Penelope Pether, 55, Villanova law professor

Penelope Pether
Penelope Pether
Posted: September 14, 2013

Penelope Pether, 55, of Haverford, a law professor at Villanova University, died Tuesday, Sept. 10, of cancer at Pennsylvania Hospital.

Dr. Pether was a widely published legal scholar, specializing in the theory and practice of judging in the federal courts; feminist legal theory; the history of racial discrimination; and rape-law reform.

"Penny Pether was a well-respected educator, dedicated mentor, and beloved friend and colleague," said John Gotanda, dean of the Villanova School of Law. "Her passion for teaching was immeasurable, and her death is a tremendous loss for the Villanova Law community."

Over the last eight years, she taught courses there about criminal law, comparative constitutional law, and law and literature.

She also brought Villanova law students and inmates together in an unusual seminar at Graterford Prison to study issues of crime and justice from behind prison walls, Gotanda said.

Her husband, David Caudill, said that even in failing health, Dr. Pether went to the prison to teach. She insisted that the inmates could master the difficult legal concepts, and that they should try.

"She really cared about those guys," her husband said.

Dr. Pether was a prolific writer. The second edition of her coauthored Criminal Law casebook was recently published, and at the time of her death, she was working on  the fifth in a series of groundbreaking articles on adjudication practices in U.S. federal courts.

Dr. Pether's look back at the law of indefinite detention, Terrorists, and Business as Usual: Indefinite Before and After 9/11 will be published in 2015, according to the Villanova Law School website.

Born and raised in rural New South Wales in Australia, Dr. Pether earned her undergraduate and law degrees from the University of Sydney.

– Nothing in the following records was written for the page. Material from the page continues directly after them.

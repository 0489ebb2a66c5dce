use std::collections::BTreeSet;

use crate::base_types::{Cost, RequestId, VehicleId};
use crate::nodestop::NodeStop;

/// One candidate route for a vehicle: a visit order together with its cost
/// under the active objective and the set of requests it serves. Trips are
/// value types, keyed logically by `(vehicle, requests)` — there is no
/// back-reference from a `Trip` to the vehicle or requests it touches
/// beyond the plain ids stored here, so trips never form reference cycles.
#[derive(Debug, Clone)]
pub struct Trip {
    pub vehicle: VehicleId,
    pub cost: Cost,
    pub order_record: Vec<NodeStop>,
    pub requests: BTreeSet<RequestId>,
    /// True when this trip was not found by a fresh search but carried
    /// over verbatim (via feasibility replay) from the vehicle's previous
    /// `order_record`, to satisfy the commitment invariant.
    pub use_memory: bool,
    /// Reserved for a future rebalancing trip kind; always false today,
    /// since rebalancing is not implemented.
    pub is_fake: bool,
}

impl Trip {
    pub fn new(
        vehicle: VehicleId,
        cost: Cost,
        order_record: Vec<NodeStop>,
        requests: BTreeSet<RequestId>,
    ) -> Trip {
        Trip {
            vehicle,
            cost,
            order_record,
            requests,
            use_memory: false,
            is_fake: false,
        }
    }

    pub fn with_memory(mut self) -> Trip {
        self.use_memory = true;
        self
    }

    pub fn is_baseline(&self) -> bool {
        self.requests.is_empty()
    }
}
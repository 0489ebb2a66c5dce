use std::collections::{BTreeSet, HashMap};
use std::sync::Arc;

use parking_lot::Mutex;
use rayon::prelude::*;

use model::base_types::{RequestId, Seconds, VehicleId};
use model::config::Config;
use model::error::{SimError, SimResult};
use model::network::Network;
use model::request::Request;
use model::trip::Trip;
use model::vehicle::Vehicle;

use crate::rv::{RrGraph, RvGraph};

pub struct RtvGraph {
    /// Trips per vehicle, grouped by the size of the request set they
    /// serve (`trips_by_level[v][k]` holds every size-`k` trip for `v`).
    pub trips_by_level: HashMap<VehicleId, Vec<Vec<Trip>>>,
}

impl RtvGraph {
    pub fn all_trips(&self) -> impl Iterator<Item = &Trip> {
        self.trips_by_level
            .values()
            .flat_map(|levels| levels.iter().flat_map(|l| l.iter()))
    }

    pub fn trips_for_vehicle(&self, vehicle: VehicleId) -> impl Iterator<Item = &Trip> {
        self.trips_by_level
            .get(&vehicle)
            .into_iter()
            .flat_map(|levels| levels.iter().flat_map(|l| l.iter()))
    }
}

fn invert_rv(rv: &RvGraph, vehicles: &[&Vehicle]) -> HashMap<VehicleId, Vec<RequestId>> {
    let mut inverted: HashMap<VehicleId, Vec<RequestId>> =
        vehicles.iter().map(|v| (v.id, Vec::new())).collect();
    for (&request, edges) in &rv.by_request {
        for &(vehicle, _) in edges {
            inverted.entry(vehicle).or_default().push(request);
        }
    }
    inverted
}

/// Builds the RTV graph for the active fleet, growing feasible request
/// groups bottom-up per vehicle from size 1 up to that vehicle's
/// capacity, pruned by RR-connectivity and subset closure, and always
/// guaranteeing that a vehicle's previously committed trip reappears
/// (replayed from memory if necessary).
pub fn build_rtv_graph(
    vehicles: &[&Vehicle],
    all_requests: &HashMap<RequestId, &Request>,
    rv: &RvGraph,
    rr: &RrGraph,
    clock: Seconds,
    network: &Network,
    config: &Arc<Config>,
) -> SimResult<RtvGraph> {
    let rv_by_vehicle = invert_rv(rv, vehicles);
    let result: Mutex<HashMap<VehicleId, Vec<Vec<Trip>>>> = Mutex::new(HashMap::new());
    let error: Mutex<Option<SimError>> = Mutex::new(None);

    vehicles.par_iter().for_each(|vehicle| {
        match build_for_vehicle(vehicle, all_requests, &rv_by_vehicle, rr, clock, network, config) {
            Ok(levels) => {
                result.lock().insert(vehicle.id, levels);
            }
            Err(e) => {
                *error.lock() = Some(e);
            }
        }
    });

    if let Some(e) = error.into_inner() {
        return Err(e);
    }

    Ok(RtvGraph {
        trips_by_level: result.into_inner(),
    })
}

fn build_for_vehicle(
    vehicle: &Vehicle,
    all_requests: &HashMap<RequestId, &Request>,
    rv_by_vehicle: &HashMap<VehicleId, Vec<RequestId>>,
    rr: &RrGraph,
    clock: Seconds,
    network: &Network,
    config: &Arc<Config>,
) -> SimResult<Vec<Vec<Trip>>> {
    let mut levels: Vec<Vec<Trip>> = Vec::new();

    // level 0: baseline, deliver whoever is already onboard.
    let baseline = search::search(vehicle, &[], all_requests, clock, network, config, None);
    let level0 = match baseline {
        Some((cost, order)) => vec![Trip::new(vehicle.id, cost, order, BTreeSet::new())],
        None => Vec::new(),
    };
    levels.push(level0);

    // level 1: RV-neighbors union pending (already committed) requests.
    let mut candidate_ids: BTreeSet<RequestId> = rv_by_vehicle
        .get(&vehicle.id)
        .cloned()
        .unwrap_or_default()
        .into_iter()
        .collect();
    candidate_ids.extend(vehicle.pending_requests.iter().copied());

    let mut level1 = Vec::new();
    for &rid in &candidate_ids {
        let request = all_requests[&rid];
        if let Some((cost, order)) = search::search(
            vehicle,
            &[request],
            all_requests,
            clock,
            network,
            config,
            Some(std::time::Duration::from_secs(
                config.search.rtv_timelimit.0.max(0) as u64,
            )),
        ) {
            let mut reqs = BTreeSet::new();
            reqs.insert(rid);
            level1.push(Trip::new(vehicle.id, cost, order, reqs));
        }
    }
    levels.push(level1);

    let mut k = 2usize;
    while k <= vehicle.capacity as usize {
        let prev = levels[k - 1].clone();
        if prev.is_empty() {
            break;
        }
        let mut seen: BTreeSet<BTreeSet<RequestId>> = BTreeSet::new();
        let mut this_level = Vec::new();

        for (i, t1) in prev.iter().enumerate() {
            for t2 in prev.iter().skip(i + 1) {
                let union: BTreeSet<RequestId> = t1.requests.union(&t2.requests).copied().collect();
                if union.len() != k || seen.contains(&union) {
                    continue;
                }
                let new_count = union
                    .iter()
                    .filter(|r| !vehicle.pending_requests.contains(r))
                    .count();
                if 2 * new_count > config.search.max_new {
                    continue;
                }
                if !rr_connected_pair(&t1.requests, &t2.requests, rr) {
                    continue;
                }
                if !subset_closure_holds(&union, &levels[k - 1]) {
                    continue;
                }
                seen.insert(union.clone());

                let union_requests: Vec<&Request> = union.iter().map(|r| all_requests[r]).collect();
                if let Some((cost, order)) = search::search(
                    vehicle,
                    &union_requests,
                    all_requests,
                    clock,
                    network,
                    config,
                    Some(std::time::Duration::from_secs(
                        config.search.rtv_timelimit.0.max(0) as u64,
                    )),
                ) {
                    this_level.push(Trip::new(vehicle.id, cost, order, union));
                }
            }
        }
        if this_level.is_empty() {
            break;
        }
        levels.push(this_level);
        k += 1;
    }

    guarantee_commitment(vehicle, all_requests, clock, network, &mut levels)?;
    Ok(levels)
}

fn rr_connected_pair(a: &BTreeSet<RequestId>, b: &BTreeSet<RequestId>, rr: &RrGraph) -> bool {
    for &x in a {
        for &y in b {
            if x == y {
                continue;
            }
            if !rr.connected(x, y) {
                return false;
            }
        }
    }
    true
}

fn subset_closure_holds(union: &BTreeSet<RequestId>, prev_level: &[Trip]) -> bool {
    for excluded in union {
        let mut subset = union.clone();
        subset.remove(excluded);
        if !prev_level.iter().any(|t| t.requests == subset) {
            return false;
        }
    }
    true
}

fn guarantee_commitment(
    vehicle: &Vehicle,
    all_requests: &HashMap<RequestId, &Request>,
    clock: Seconds,
    network: &Network,
    levels: &mut Vec<Vec<Trip>>,
) -> SimResult<()> {
    if vehicle.order_record.is_empty() {
        return Ok(());
    }
    let committed: BTreeSet<RequestId> = vehicle.order_record.iter().map(|s| s.request).collect();
    let level_idx = vehicle.pending_requests.len();
    if level_idx < levels.len() && levels[level_idx].iter().any(|t| t.requests == committed) {
        return Ok(());
    }
    match search::replay(
        vehicle,
        all_requests,
        clock,
        network,
        model::config::CtspObjective::Vtt,
    ) {
        Some((cost, order)) => {
            let trip = Trip::new(vehicle.id, cost, order, committed).with_memory();
            while levels.len() <= level_idx {
                levels.push(Vec::new());
            }
            levels[level_idx].push(trip);
            Ok(())
        }
        None => Err(SimError::InvariantViolation(format!(
            "vehicle {} could not replay its committed trip",
            vehicle.id
        ))),
    }
}

#[cfg(test)]
mod tests {
    use super::*;

    fn trip(requests: &[RequestId]) -> Trip {
        Trip::new(1, 0.0, Vec::new(), requests.iter().copied().collect())
    }

    #[test]
    fn subset_closure_requires_every_k_minus_one_subset() {
        let union: BTreeSet<RequestId> = [1, 2, 3].into_iter().collect();
        let prev_level = vec![trip(&[1, 2]), trip(&[1, 3]), trip(&[2, 3])];
        assert!(subset_closure_holds(&union, &prev_level));

        let incomplete = vec![trip(&[1, 2]), trip(&[1, 3])];
        assert!(!subset_closure_holds(&union, &incomplete));
    }

    #[test]
    fn rr_connectivity_needs_at_least_one_direction_per_pair() {
        let mut edges = HashMap::new();
        edges.insert(1, vec![2]);
        let rr = RrGraph { edges };
        let a: BTreeSet<RequestId> = [1].into_iter().collect();
        let b: BTreeSet<RequestId> = [2].into_iter().collect();
        assert!(rr_connected_pair(&a, &b, &rr));

        let c: BTreeSet<RequestId> = [3].into_iter().collect();
        assert!(!rr_connected_pair(&a, &c, &rr));
    }
}
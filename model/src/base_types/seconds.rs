use std::fmt;
use std::ops::{Add, Sub};

/// A point in simulated time, or a duration, measured in seconds since
/// [`crate::config::Config::initial_time`]. Never negative — arithmetic
/// that would go negative saturates at zero, matching the clamping the
/// original simulator performs when a dwell pushes an arrival backward.
#[derive(Copy, Clone, PartialEq, PartialOrd, Eq, Ord, Debug, Default, Hash)]
pub struct Seconds(pub i64);

impl Seconds {
    pub const ZERO: Seconds = Seconds(0);

    pub fn new(v: i64) -> Seconds {
        Seconds(v)
    }

    pub fn max(self, other: Seconds) -> Seconds {
        if self >= other {
            self
        } else {
            other
        }
    }

    pub fn saturating_sub(self, other: Seconds) -> Seconds {
        if self.0 < other.0 {
            Seconds::ZERO
        } else {
            Seconds(self.0 - other.0)
        }
    }
}

impl Add for Seconds {
    type Output = Seconds;
    fn add(self, other: Seconds) -> Seconds {
        Seconds(self.0 + other.0)
    }
}

impl Sub for Seconds {
    type Output = Seconds;
    fn sub(self, other: Seconds) -> Seconds {
        Seconds(self.0 - other.0)
    }
}

impl fmt::Display for Seconds {
    fn fmt(&self, f: &mut fmt::Formatter) -> fmt::Result {
        write!(f, "{}s", self.0)
    }
}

She became a solicitor in the Sydney law offices of Freehill, Hollingdale & Page before moving to the New South Wales Ombudsman's Office to investigate alleged police misconduct.

She later earned her master of letters from the University of New England in New South Wales, and was an assistant lecturer in English at Sydney, where she earned her doctorate in English studies. Her dissertation focused on the authors E.M. Forster and Virginia Woolf.

She taught law at the University of Wollongong and Sydney.

In 1996, she met Caudill at a conference in California, and came to the United States to build a life with him, although she never lost her Australian accent. She taught at the University of California-Irvine, Southern Illinois University, American University, and Yeshiva University's Cardozo Law School.

In 1998, they married. Caudill is the Arthur M. Goldberg Family Chair in Law at Villanova. The two joined the law-school faculty together in 2005.

In private, Dr. Pether enjoyed gardening and was a serious cook. She had a great laugh, but was all business when it came to teaching; she rose at 4 a.m. to prepare for class, her husband said.

Surviving, besides her husband, are a stepson, Christopher William Caudill; her mother, Betty Alma Pether; a brother; two nephews; and a niece.

A memorial reception will be from 7 to 9 p.m. Friday, Sept. 13, at St. Asaph's Episcopal Church, 27 Conshohocken State Rd., Bala Cynwyd. A funeral will be at 2 p.m. Saturday, Sept. 14, at the church, with burial in the church cemetery.